An amalgamation of ethnic and western style, fusion wear is rapidly taking over as an innovative solution to changing fashion sensibilities. Chic yet comfortable, these easily wearable garments are popular amongst Indian urban women across metros and small towns.
Growing demand in smaller cities
Initially, ethnic wear was restricted to the more mature woman in her 30’s and 40’s but it is now finding acceptance even among younger women. “The contemporary woman prefers western wear with Indian sensibilities, which is well perceived by Indian brands. Therefore, fusion fashion fairs well in smaller cities. Price point is also a factor to consider while buying international brands,” points out Radhesh Kagzi, President, Fusion Beats, a popular Indian brand which expects its business to grow at 10 per cent this year and plans to set up more stores.
Uniquely Indian product portfolio
The product range for fusion wear includes leggings, dresses, tops, shrugs, jackets and skirts creating a new apparel segment of ethnic-fusion wear. “Our style statement for festive season includes lot of flared cuts paired with gold embellished fabric embroidered palazzos, dhotis and pencil fit pants. We have included exclusive wear which offers the high end kurtas in combination with palazzos and dhotis particularly for festive season and this style can rule upcoming season with fresh colors combinations like mustard, tomato red, earthy fresh shades. Natural textures are the calling as well as voile and cotton variation of fabrics,’’ points out Rakesh Morvadiya, Director, 18 Fire, the brand from Divyanshi Fashion.
A lot of innovation is happening on fabric front which includes cotton, viscose, Lycra, polyester, wool and linen. Bigger players are now planning out their autumn/winter collection where they are dressing two kinds of customers - one for autumn and second for winter – as India has a large temperature difference across different states.
“W by TCNS Clothing, re-defined mix-n-match and re-considered contrast as the basis of coordinated looks, “says Anant Daga, Managing Director of the brand. It combined its core products into one -- the bottom wear is constructed solely to complete the look of the top wear, in a way that they become two halves of a whole.

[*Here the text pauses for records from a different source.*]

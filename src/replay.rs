use tracing::{debug, warn};

use crate::board::{Board, bitmask_to_indices};
use crate::notation::parse_move;
use crate::types::{MoveWarning, Player, Position, ReplayState};

/// Board reconstructed from the first `move_index` plies of a record.
#[derive(Debug, Clone, PartialEq, Eq)]
pub struct ReplayOutcome {
    pub board: Board,
    pub next_player: Player,
    pub move_index: usize,
    pub total_moves: usize,
    pub last_move: Option<Position>,
    /// Flipped mask of `last_move`.
    pub flipped: u64,
    pub warnings: Vec<MoveWarning>,
}

impl ReplayOutcome {
    pub fn to_state(&self) -> ReplayState {
        let (black_count, white_count) = self.board.count();
        ReplayState {
            board: self.board.to_array().to_vec(),
            next_player: self.next_player,
            move_index: self.move_index,
            total_moves: self.total_moves,
            black_count,
            white_count,
            last_move: self.last_move,
            flipped: bitmask_to_indices(self.flipped),
            warnings: self.warnings.clone(),
        }
    }
}

/// Player to move after `n` plies. Skipped plies still count.
pub fn player_at(n: usize) -> Player {
    if n % 2 == 0 {
        Player::Black
    } else {
        Player::White
    }
}

/// Clamps a requested cursor into `0..=len`.
pub fn clamp_cursor(target: i64, len: usize) -> usize {
    if target <= 0 {
        0
    } else {
        usize::try_from(target).map_or(len, |t| t.min(len))
    }
}

/// Rebuilds the board from the start position through `upto` plies.
///
/// Malformed tokens and plies onto occupied squares are skipped and reported in
/// `warnings`; the turn still passes to the other side.
pub fn replay<S: AsRef<str>>(moves: &[S], upto: i64) -> ReplayOutcome {
    let move_index = clamp_cursor(upto, moves.len());
    let mut board = Board::new();
    let mut player = Player::Black;
    let mut last_move = None;
    let mut flipped = 0u64;
    let mut warnings = Vec::new();

    for (index, notation) in moves[..move_index].iter().enumerate() {
        let notation: &str = notation.as_ref();
        let applied = parse_move(notation).and_then(|pos| {
            let flips = board.place(pos, player)?;
            Ok((pos, flips))
        });

        match applied {
            Ok((pos, flips)) => {
                last_move = Some(pos);
                flipped = flips;
            }
            Err(err) => {
                warn!(index, notation, %err, "skipping move during replay");
                last_move = None;
                flipped = 0;
                warnings.push(MoveWarning {
                    index,
                    notation: notation.to_string(),
                    reason: err.to_string(),
                });
            }
        }

        player = player.opponent();
    }

    ReplayOutcome {
        board,
        next_player: player,
        move_index,
        total_moves: moves.len(),
        last_move,
        flipped,
        warnings,
    }
}

/// Navigation state over one record's move list.
///
/// Every navigation call consumes the session and returns the moved session
/// together with a fresh `replay` of its cursor.
#[derive(Debug, Clone, PartialEq, Eq, Default)]
pub struct Session {
    moves: Vec<String>,
    cursor: usize,
}

impl Session {
    pub fn new(moves: Vec<String>) -> Self {
        Self { moves, cursor: 0 }
    }

    pub fn moves(&self) -> &[String] {
        &self.moves
    }

    pub fn cursor(&self) -> usize {
        self.cursor
    }

    pub fn total_moves(&self) -> usize {
        self.moves.len()
    }

    pub fn at_start(&self) -> bool {
        self.cursor == 0
    }

    pub fn at_end(&self) -> bool {
        self.cursor >= self.moves.len()
    }

    /// Replays the current cursor without moving it.
    pub fn outcome(&self) -> ReplayOutcome {
        replay(&self.moves, self.cursor as i64)
    }

    pub fn seek(self, target: i64) -> (Self, ReplayOutcome) {
        let cursor = clamp_cursor(target, self.moves.len());
        debug!(target, cursor, total = self.moves.len(), "seek");
        let next = Self { cursor, ..self };
        let outcome = next.outcome();
        (next, outcome)
    }

    pub fn first(self) -> (Self, ReplayOutcome) {
        self.seek(0)
    }

    pub fn previous(self) -> (Self, ReplayOutcome) {
        let target = self.cursor as i64 - 1;
        self.seek(target)
    }

    pub fn next(self) -> (Self, ReplayOutcome) {
        let target = self.cursor as i64 + 1;
        self.seek(target)
    }

    pub fn last(self) -> (Self, ReplayOutcome) {
        let target = self.moves.len() as i64;
        self.seek(target)
    }
}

Some fusion styles making the rounds are draping a sari with an off-shoulder blouse, pairing a flared palazzo or dhoti pants with an embellished crop top, lehenga in a jacket style and wearing a kurti as a dress or a gown sari.
“Our kurtis give an interesting twist to the routine salwar kameez style that has gained prominence over the last decade. With an Indo-western approach to traditional wear, we boast of a wide range of designer kurtis with latest cuts, fabric mesh and kaarigari also. We also have a designer product portfolio of bottom wear comprising of denims, leggings, Patiala pants, palazzos, skirts, jeggings and a lot more designer products,” says Kirti Shah, Director, Zola, a leading ethnic wear brand.
A promising future ahead
Fusion wear segment is also gaining popularity overseas. Brands are already exploring Dubai, UAE, Qatar and Saudi Arabia, which has the same fashion sensibilities as India.
E-commerce portals and online sales are rapidly catching on. Jabong, Lime Roads, Paytm, Shoppers Stop, Myntra and Tatacliq are some of the popular online portals. E-commerce portals focus on tracking customers through their sites while gaining a better understanding of what they buy and why they buy it. The discounting system on these portals boosts the sales in this segment. With only a handful of branded players in the fusion wear segment, stakeholders see a huge potential ahead.